Copy out each line of the data that holds the string "QueryConfig".

Collected data:
· · · · ·
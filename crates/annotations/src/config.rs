use serde::{Deserialize, Serialize};
use std::time::Duration;
use url::Url;

use crate::{Error, Result};

#[derive(Debug, Clone, Serialize, Deserialize)]
pub struct Config {
    pub api: ApiConfig,
    #[serde(default)]
    pub query: QueryConfig,
}

#[derive(Debug, Clone, Serialize, Deserialize)]
pub struct ApiConfig {
    pub base_url: String,
    #[serde(default, skip_serializing_if = "Option::is_none")]
    pub token: Option<String>,
    pub timeout_secs: u64,
}

impl ApiConfig {
    pub fn timeout(&self) -> Duration {
        Duration::from_secs(self.timeout_secs)
    }

    pub fn parsed_base_url(&self) -> Result<Url> {
        Url::parse(&self.base_url)
            .map_err(|e| Error::Config(format!("Invalid API base URL '{}': {}", self.base_url, e)))
    }
}

#[derive(Debug, Clone, Serialize, Deserialize)]
pub struct QueryConfig {
    /// Default page size for the built-in annotation search.
    pub limit: u32,
}

impl Default for QueryConfig {
    fn default() -> Self {
        Self { limit: 100 }
    }
}

impl Config {
    pub fn load() -> Result<Self> {
        // Load environment variables from .env file if it exists
        let _ = dotenvy::dotenv();

        let config = Config {
            api: ApiConfig {
                base_url: std::env::var("ANNOTATIONS_API_URL")
                    .unwrap_or_else(|_| "http://localhost:3000".to_string()),
                token: std::env::var("ANNOTATIONS_API_TOKEN")
                    .ok()
                    .filter(|t| !t.is_empty()),
                timeout_secs: std::env::var("ANNOTATIONS_HTTP_TIMEOUT_SECS")
                    .ok()
                    .and_then(|s| s.parse().ok())
                    .unwrap_or(30),
            },
            query: QueryConfig {
                limit: std::env::var("ANNOTATIONS_QUERY_LIMIT")
                    .ok()
                    .and_then(|s| s.parse().ok())
                    .unwrap_or(100),
            },
        };

        if config.api.token.is_none() {
            tracing::warn!("ANNOTATIONS_API_TOKEN is not set. Requests will be sent unauthenticated.");
        }

        config.api.parsed_base_url()?;
        if config.api.timeout_secs == 0 {
            return Err(Error::Config(
                "ANNOTATIONS_HTTP_TIMEOUT_SECS must be greater than zero".to_string(),
            ));
        }

        Ok(config)
    }
}

impl Default for Config {
    fn default() -> Self {
        Self {
            api: ApiConfig {
                base_url: "http://localhost:3000".to_string(),
                token: None,
                timeout_secs: 30,
            },
            query: QueryConfig::default(),
        }
    }
}
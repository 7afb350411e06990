pub mod backend;
pub mod cache;
pub mod config;
pub mod datasource;
pub mod events;
pub mod metrics;
pub mod models;
pub mod processing;
pub mod service;

pub use service::{AnnotationsResult, AnnotationsService};

use serde::{Deserialize, Serialize};
use std::sync::Arc;
use thiserror::Error;

#[derive(Debug, Error)]
pub enum Error {
    #[error("HTTP error: {0}")]
    Http(#[from] reqwest::Error),
    #[error("API error: {0}")]
    Api(ApiError),
    #[error("Datasource error: {0}")]
    Datasource(String),
    #[error("Datasource not found: {0}")]
    DatasourceNotFound(String),
    #[error("Configuration error: {0}")]
    Config(String),
    #[error("JSON error: {0}")]
    SerdeJson(#[from] serde_json::Error),
    #[error("Metrics error: {0}")]
    Metrics(#[from] prometheus::Error),
    #[error("Validation error: {0}")]
    Validation(String),
    #[error("{0}")]
    Shared(Arc<Error>),
    #[error("Internal error: {0}")]
    Internal(String),
}

impl Error {
    /// Message suitable for showing to a dashboard user.
    ///
    /// Prefers the message the API put at the top level of its error body,
    /// then the nested `data.message`, then the error's own display.
    pub fn user_message(&self) -> String {
        match self {
            Error::Api(api) => api
                .message
                .clone()
                .or_else(|| api.data.as_ref().and_then(|d| d.message.clone()))
                .unwrap_or_else(|| self.to_string()),
            Error::Shared(inner) => inner.user_message(),
            _ => self.to_string(),
        }
    }
}

/// Error body returned by the annotations API on a non-success status.
#[derive(Debug, Clone, Default, Serialize, Deserialize)]
pub struct ApiError {
    #[serde(skip)]
    pub status: u16,
    #[serde(default, skip_serializing_if = "Option::is_none")]
    pub message: Option<String>,
    #[serde(default, skip_serializing_if = "Option::is_none")]
    pub data: Option<ApiErrorData>,
}

#[derive(Debug, Clone, Default, Serialize, Deserialize)]
pub struct ApiErrorData {
    #[serde(default, skip_serializing_if = "Option::is_none")]
    pub message: Option<String>,
}

impl std::fmt::Display for ApiError {
    fn fmt(&self, f: &mut std::fmt::Formatter<'_>) -> std::fmt::Result {
        match &self.message {
            Some(message) => write!(f, "{} (status {})", message, self.status),
            None => write!(f, "request failed with status {}", self.status),
        }
    }
}

pub type Result<T> = std::result::Result<T, Error>;
use lazy_static::lazy_static;
use prometheus::{core::Collector, Encoder, IntCounter, IntCounterVec, Opts, Registry, TextEncoder};

use crate::{Error, Result};

lazy_static! {
    pub static ref REGISTRY: Registry = Registry::new();
    pub static ref ANNOTATION_FETCHES_TOTAL: IntCounterVec = IntCounterVec::new(
        Opts::new(
            "annotations_fetches_total",
            "Backend fetches issued, by kind (global, alert_states)."
        ),
        &["kind"]
    )
    .unwrap();
    pub static ref ANNOTATION_CACHE_HITS_TOTAL: IntCounterVec = IntCounterVec::new(
        Opts::new(
            "annotations_cache_hits_total",
            "Requests answered from a pending or ready cache entry, by kind."
        ),
        &["kind"]
    )
    .unwrap();
    pub static ref ANNOTATION_QUERY_FAILURES_TOTAL: IntCounter = IntCounter::new(
        "annotations_query_failures_total",
        "Annotation queries that degraded to an empty result."
    )
    .unwrap();
}

fn collectors() -> Vec<Box<dyn Collector>> {
    vec![
        Box::new(ANNOTATION_FETCHES_TOTAL.clone()),
        Box::new(ANNOTATION_CACHE_HITS_TOTAL.clone()),
        Box::new(ANNOTATION_QUERY_FAILURES_TOTAL.clone()),
    ]
}

/// Register the crate's metrics with [`REGISTRY`]. Safe to call repeatedly.
pub fn register_metrics() -> Result<()> {
    for collector in collectors() {
        match REGISTRY.register(collector) {
            Ok(()) | Err(prometheus::Error::AlreadyReg) => {}
            Err(e) => return Err(e.into()),
        }
    }
    Ok(())
}

// Function to gather metrics for exposition
pub fn gather_metrics() -> Result<String> {
    let mut buffer = vec![];
    let encoder = TextEncoder::new();
    let metric_families = REGISTRY.gather();
    encoder.encode(&metric_families, &mut buffer)?;
    String::from_utf8(buffer).map_err(|e| Error::Internal(format!("Failed to encode metrics: {}", e)))
}
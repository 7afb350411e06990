//! Session cache for annotation fetches.
//!
//! Each [`CacheSlot`] holds at most one outstanding or settled fetch. Callers
//! that arrive while a fetch is pending await the same shared future, so at
//! most one request per kind is in flight. Invalidation resets the slot to
//! empty and bumps its generation; a fetch that settles afterwards is handed
//! to whoever awaited it but is never stored.

use futures::future::{BoxFuture, FutureExt, Shared};
use std::future::Future;
use std::sync::Arc;
use tokio::sync::Mutex;
use tracing::debug;

use crate::metrics::{ANNOTATION_CACHE_HITS_TOTAL, ANNOTATION_FETCHES_TOTAL};
use crate::models::{AlertState, AnnotationEvent};
use crate::{Error, Result};

type SharedResult<T> = std::result::Result<Arc<T>, Arc<Error>>;
type SharedFetch<T> = Shared<BoxFuture<'static, SharedResult<T>>>;

enum CacheEntry<T> {
    Empty,
    Pending(SharedFetch<T>),
    Ready(SharedResult<T>),
}

/// Observable state of a slot.
#[derive(Debug, Clone, Copy, PartialEq, Eq)]
pub enum CacheState {
    Empty,
    Pending,
    Ready,
}

struct Slot<T> {
    entry: CacheEntry<T>,
    generation: u64,
}

pub struct CacheSlot<T> {
    kind: &'static str,
    inner: Mutex<Slot<T>>,
}

impl<T: Send + Sync + 'static> CacheSlot<T> {
    pub fn new(kind: &'static str) -> Self {
        Self {
            kind,
            inner: Mutex::new(Slot {
                entry: CacheEntry::Empty,
                generation: 0,
            }),
        }
    }

    /// Return the cached result, joining a pending fetch if there is one.
    /// `fetch` is only called when the slot is empty.
    ///
    /// Failures are cached like successes; invalidation is the retry.
    pub async fn get_or_fetch<F, Fut>(&self, fetch: F) -> Result<Arc<T>>
    where
        F: FnOnce() -> Fut,
        Fut: Future<Output = Result<T>> + Send + 'static,
    {
        let (shared, generation) = {
            let mut slot = self.inner.lock().await;
            let pending = match &slot.entry {
                CacheEntry::Ready(result) => {
                    ANNOTATION_CACHE_HITS_TOTAL.with_label_values(&[self.kind]).inc();
                    return result.clone().map_err(Error::Shared);
                }
                CacheEntry::Pending(shared) => Some(shared.clone()),
                CacheEntry::Empty => None,
            };

            let shared = match pending {
                Some(shared) => {
                    ANNOTATION_CACHE_HITS_TOTAL.with_label_values(&[self.kind]).inc();
                    shared
                }
                None => {
                    debug!("Cache miss for {}, starting fetch", self.kind);
                    ANNOTATION_FETCHES_TOTAL.with_label_values(&[self.kind]).inc();
                    let fut = fetch();
                    let shared = async move { fut.await.map(Arc::new).map_err(Arc::new) }
                        .boxed()
                        .shared();
                    slot.entry = CacheEntry::Pending(shared.clone());
                    shared
                }
            };
            (shared, slot.generation)
        };

        let result = shared.await;
        self.settle(generation, &result).await;
        result.map_err(Error::Shared)
    }

    async fn settle(&self, generation: u64, result: &SharedResult<T>) {
        let mut slot = self.inner.lock().await;
        if slot.generation != generation {
            debug!("Discarding {} result fetched before invalidation", self.kind);
            return;
        }
        if matches!(slot.entry, CacheEntry::Pending(_)) {
            slot.entry = CacheEntry::Ready(result.clone());
        }
    }

    pub async fn invalidate(&self) {
        let mut slot = self.inner.lock().await;
        slot.entry = CacheEntry::Empty;
        slot.generation += 1;
    }

    pub async fn state(&self) -> CacheState {
        match self.inner.lock().await.entry {
            CacheEntry::Empty => CacheState::Empty,
            CacheEntry::Pending(_) => CacheState::Pending,
            CacheEntry::Ready(_) => CacheState::Ready,
        }
    }
}

/// The two fetch families cached for one dashboard view.
pub struct FetchCache {
    pub global_annotations: CacheSlot<Vec<AnnotationEvent>>,
    pub alert_states: CacheSlot<Vec<AlertState>>,
}

impl FetchCache {
    pub fn new() -> Self {
        Self {
            global_annotations: CacheSlot::new("global"),
            alert_states: CacheSlot::new("alert_states"),
        }
    }

    pub async fn clear(&self) {
        self.global_annotations.invalidate().await;
        self.alert_states.invalidate().await;
    }
}

impl Default for FetchCache {
    fn default() -> Self {
        Self::new()
    }
}
use async_trait::async_trait;
use std::sync::Arc;
use tracing::debug;

use super::{AnnotationDatasource, AnnotationQueryRequest};
use crate::backend::{AnnotationSearch, BackendClient};
use crate::models::AnnotationEvent;
use crate::Result;

/// Name dashboards use for annotations stored by the server itself.
pub const BUILT_IN_DATASOURCE: &str = "-- Grafana --";

/// Datasource backed by the server's own annotation store.
///
/// `dashboard` sources are scoped to the requesting dashboard; every other
/// source searches by its configured tags.
pub struct BuiltInDatasource {
    backend: Arc<dyn BackendClient>,
    default_limit: u32,
}

impl BuiltInDatasource {
    pub fn new(backend: Arc<dyn BackendClient>, default_limit: u32) -> Self {
        Self { backend, default_limit }
    }

    fn search_for(&self, request: &AnnotationQueryRequest) -> AnnotationSearch {
        let annotation = &request.annotation;
        let mut search = AnnotationSearch {
            from: request.range.from_millis(),
            to: request.range.to_millis(),
            limit: Some(annotation.limit.unwrap_or(self.default_limit)),
            ..Default::default()
        };

        if annotation.is_dashboard_scoped() {
            search.dashboard_id = request.dashboard.id;
        } else {
            search.tags = annotation.tags.clone().unwrap_or_default();
        }
        search
    }
}

#[async_trait]
impl AnnotationDatasource for BuiltInDatasource {
    async fn annotation_query(&self, request: &AnnotationQueryRequest) -> Result<Vec<AnnotationEvent>> {
        let search = self.search_for(request);
        if !request.annotation.is_dashboard_scoped() && search.tags.is_empty() {
            debug!("Source {} has no tags to search by", request.annotation.name);
            return Ok(Vec::new());
        }
        self.backend.find_annotations(&search).await
    }
}
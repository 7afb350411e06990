//! Datasource seam
//!
//! Annotation sources name a datasource; a [`DatasourceRegistry`] resolves
//! that name to something that can answer an annotation query.

mod builtin;

pub use builtin::{BuiltInDatasource, BUILT_IN_DATASOURCE};

use async_trait::async_trait;
use std::collections::HashMap;
use std::sync::Arc;

use crate::models::{AnnotationEvent, AnnotationSource, Dashboard, TimeRange};
use crate::{Error, Result};

/// Everything a datasource gets to answer one annotation source.
#[derive(Debug, Clone)]
pub struct AnnotationQueryRequest {
    /// Requested range; `range.raw` carries the unresolved bounds.
    pub range: TimeRange,
    pub annotation: AnnotationSource,
    pub dashboard: Arc<Dashboard>,
}

#[cfg_attr(test, mockall::automock)]
#[async_trait]
pub trait AnnotationDatasource: Send + Sync {
    async fn annotation_query(&self, request: &AnnotationQueryRequest) -> Result<Vec<AnnotationEvent>>;
}

#[async_trait]
pub trait DatasourceRegistry: Send + Sync {
    /// Resolve a datasource by name; `None` asks for the default one.
    async fn get(&self, name: Option<&str>) -> Result<Arc<dyn AnnotationDatasource>>;
}

/// Registry over a fixed set of datasources.
#[derive(Default)]
pub struct StaticRegistry {
    datasources: HashMap<String, Arc<dyn AnnotationDatasource>>,
    default: Option<String>,
}

impl StaticRegistry {
    pub fn new() -> Self {
        Self::default()
    }

    pub fn with_datasource(mut self, name: impl Into<String>, datasource: Arc<dyn AnnotationDatasource>) -> Self {
        self.datasources.insert(name.into(), datasource);
        self
    }

    pub fn with_default(mut self, name: impl Into<String>) -> Self {
        self.default = Some(name.into());
        self
    }
}

#[async_trait]
impl DatasourceRegistry for StaticRegistry {
    async fn get(&self, name: Option<&str>) -> Result<Arc<dyn AnnotationDatasource>> {
        let name = name
            .or(self.default.as_deref())
            .ok_or_else(|| Error::DatasourceNotFound("no default datasource configured".to_string()))?;

        self.datasources
            .get(name)
            .cloned()
            .ok_or_else(|| Error::DatasourceNotFound(name.to_string()))
    }
}

#[cfg(test)]
mod tests {
    use super::*;

    #[tokio::test]
    async fn test_resolves_named_and_default() {
        let loki: Arc<dyn AnnotationDatasource> = Arc::new(MockAnnotationDatasource::new());
        let registry = StaticRegistry::new()
            .with_datasource("loki", loki.clone())
            .with_default("loki");

        let named = registry.get(Some("loki")).await.unwrap();
        assert!(Arc::ptr_eq(&named, &loki));
        let default = registry.get(None).await.unwrap();
        assert!(Arc::ptr_eq(&default, &loki));
    }

    #[tokio::test]
    async fn test_unknown_datasource() {
        let registry = StaticRegistry::new();
        let err = registry.get(Some("missing")).await.err().unwrap();
        assert!(matches!(err, Error::DatasourceNotFound(name) if name == "missing"));

        let err = registry.get(None).await.err().unwrap();
        assert!(matches!(err, Error::DatasourceNotFound(_)));
    }
}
· · · · ·
» Exercise result:
    pub query: QueryConfig,
pub struct QueryConfig {
impl Default for QueryConfig {
            query: QueryConfig {
            query: QueryConfig::default(),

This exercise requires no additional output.